[Start of Attachment]

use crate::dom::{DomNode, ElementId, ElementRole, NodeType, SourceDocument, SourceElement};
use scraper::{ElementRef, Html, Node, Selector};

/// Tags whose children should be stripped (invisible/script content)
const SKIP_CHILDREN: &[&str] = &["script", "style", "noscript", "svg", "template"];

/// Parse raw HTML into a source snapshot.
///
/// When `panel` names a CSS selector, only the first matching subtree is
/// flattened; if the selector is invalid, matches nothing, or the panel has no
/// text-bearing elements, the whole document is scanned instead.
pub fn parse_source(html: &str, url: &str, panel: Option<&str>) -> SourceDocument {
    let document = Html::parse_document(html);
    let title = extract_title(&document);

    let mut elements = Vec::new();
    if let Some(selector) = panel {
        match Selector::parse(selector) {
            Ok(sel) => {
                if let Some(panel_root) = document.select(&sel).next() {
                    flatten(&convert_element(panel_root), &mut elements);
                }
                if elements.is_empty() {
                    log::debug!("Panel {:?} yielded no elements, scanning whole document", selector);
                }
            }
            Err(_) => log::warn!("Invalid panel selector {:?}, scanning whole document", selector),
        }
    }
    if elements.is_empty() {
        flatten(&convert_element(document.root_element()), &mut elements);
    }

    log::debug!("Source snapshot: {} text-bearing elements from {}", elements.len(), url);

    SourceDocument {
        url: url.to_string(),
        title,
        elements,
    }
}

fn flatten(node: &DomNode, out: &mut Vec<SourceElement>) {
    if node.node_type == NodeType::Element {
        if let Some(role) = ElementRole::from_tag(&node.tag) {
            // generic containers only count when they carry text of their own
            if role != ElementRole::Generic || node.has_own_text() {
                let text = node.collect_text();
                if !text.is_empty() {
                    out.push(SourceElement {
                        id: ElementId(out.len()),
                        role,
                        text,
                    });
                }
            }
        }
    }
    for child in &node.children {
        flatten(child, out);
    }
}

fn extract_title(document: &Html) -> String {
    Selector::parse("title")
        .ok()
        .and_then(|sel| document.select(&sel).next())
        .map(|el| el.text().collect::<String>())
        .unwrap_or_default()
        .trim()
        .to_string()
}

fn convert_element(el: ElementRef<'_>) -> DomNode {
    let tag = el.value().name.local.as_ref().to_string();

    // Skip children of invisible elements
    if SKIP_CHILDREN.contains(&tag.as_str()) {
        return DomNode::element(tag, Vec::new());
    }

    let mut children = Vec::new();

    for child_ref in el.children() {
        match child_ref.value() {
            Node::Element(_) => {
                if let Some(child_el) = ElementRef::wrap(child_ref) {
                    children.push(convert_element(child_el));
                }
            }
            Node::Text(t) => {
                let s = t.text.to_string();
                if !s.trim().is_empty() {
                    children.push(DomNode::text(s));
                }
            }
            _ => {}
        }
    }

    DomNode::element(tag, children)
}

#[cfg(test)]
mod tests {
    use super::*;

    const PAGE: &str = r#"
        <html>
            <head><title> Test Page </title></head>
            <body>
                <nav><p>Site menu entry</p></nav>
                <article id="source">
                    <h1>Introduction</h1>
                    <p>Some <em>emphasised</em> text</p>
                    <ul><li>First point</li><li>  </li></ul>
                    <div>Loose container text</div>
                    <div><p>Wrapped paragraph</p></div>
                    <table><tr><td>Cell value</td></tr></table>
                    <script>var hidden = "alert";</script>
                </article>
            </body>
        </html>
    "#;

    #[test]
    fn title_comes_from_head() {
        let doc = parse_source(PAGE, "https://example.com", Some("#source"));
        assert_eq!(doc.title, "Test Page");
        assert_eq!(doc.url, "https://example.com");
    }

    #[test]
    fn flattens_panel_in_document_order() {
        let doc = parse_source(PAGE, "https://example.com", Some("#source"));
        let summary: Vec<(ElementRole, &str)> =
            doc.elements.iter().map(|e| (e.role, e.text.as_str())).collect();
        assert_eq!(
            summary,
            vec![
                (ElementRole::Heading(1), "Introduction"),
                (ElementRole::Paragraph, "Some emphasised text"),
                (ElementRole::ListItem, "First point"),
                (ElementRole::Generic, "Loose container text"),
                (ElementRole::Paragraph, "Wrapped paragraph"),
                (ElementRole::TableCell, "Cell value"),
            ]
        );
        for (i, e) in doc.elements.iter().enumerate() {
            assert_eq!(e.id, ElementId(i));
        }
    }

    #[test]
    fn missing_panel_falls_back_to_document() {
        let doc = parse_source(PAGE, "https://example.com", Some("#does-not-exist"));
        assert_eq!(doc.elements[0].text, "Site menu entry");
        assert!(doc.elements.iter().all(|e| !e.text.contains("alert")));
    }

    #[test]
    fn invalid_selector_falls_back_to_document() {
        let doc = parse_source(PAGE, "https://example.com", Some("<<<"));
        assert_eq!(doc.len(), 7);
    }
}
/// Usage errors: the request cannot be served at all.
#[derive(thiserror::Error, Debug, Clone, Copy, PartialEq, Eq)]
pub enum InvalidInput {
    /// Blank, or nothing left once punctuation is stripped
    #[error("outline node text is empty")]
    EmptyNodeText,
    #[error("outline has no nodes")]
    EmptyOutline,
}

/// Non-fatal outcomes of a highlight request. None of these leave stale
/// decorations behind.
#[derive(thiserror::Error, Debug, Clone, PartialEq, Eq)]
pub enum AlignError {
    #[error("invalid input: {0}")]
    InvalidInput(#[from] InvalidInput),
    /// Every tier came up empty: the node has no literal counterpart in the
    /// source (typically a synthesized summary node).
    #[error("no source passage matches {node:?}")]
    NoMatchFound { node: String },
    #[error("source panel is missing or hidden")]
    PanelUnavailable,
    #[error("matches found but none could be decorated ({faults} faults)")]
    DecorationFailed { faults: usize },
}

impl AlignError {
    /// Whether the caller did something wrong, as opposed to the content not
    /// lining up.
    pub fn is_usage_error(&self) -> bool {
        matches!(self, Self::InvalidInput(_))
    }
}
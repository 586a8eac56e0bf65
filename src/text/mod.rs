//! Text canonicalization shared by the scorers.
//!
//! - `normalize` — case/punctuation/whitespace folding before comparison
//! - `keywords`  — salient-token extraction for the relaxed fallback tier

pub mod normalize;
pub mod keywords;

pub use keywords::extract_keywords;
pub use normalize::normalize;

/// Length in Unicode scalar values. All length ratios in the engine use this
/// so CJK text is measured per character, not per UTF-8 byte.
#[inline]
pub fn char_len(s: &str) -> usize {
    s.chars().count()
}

[End of Attachment]

> **What is required**
Where a line in the records above contains the string "stripped", return that line.

> **Task response**
/// Tags whose children should be stripped (invisible/script content)
    /// Blank, or nothing left once punctuation is stripped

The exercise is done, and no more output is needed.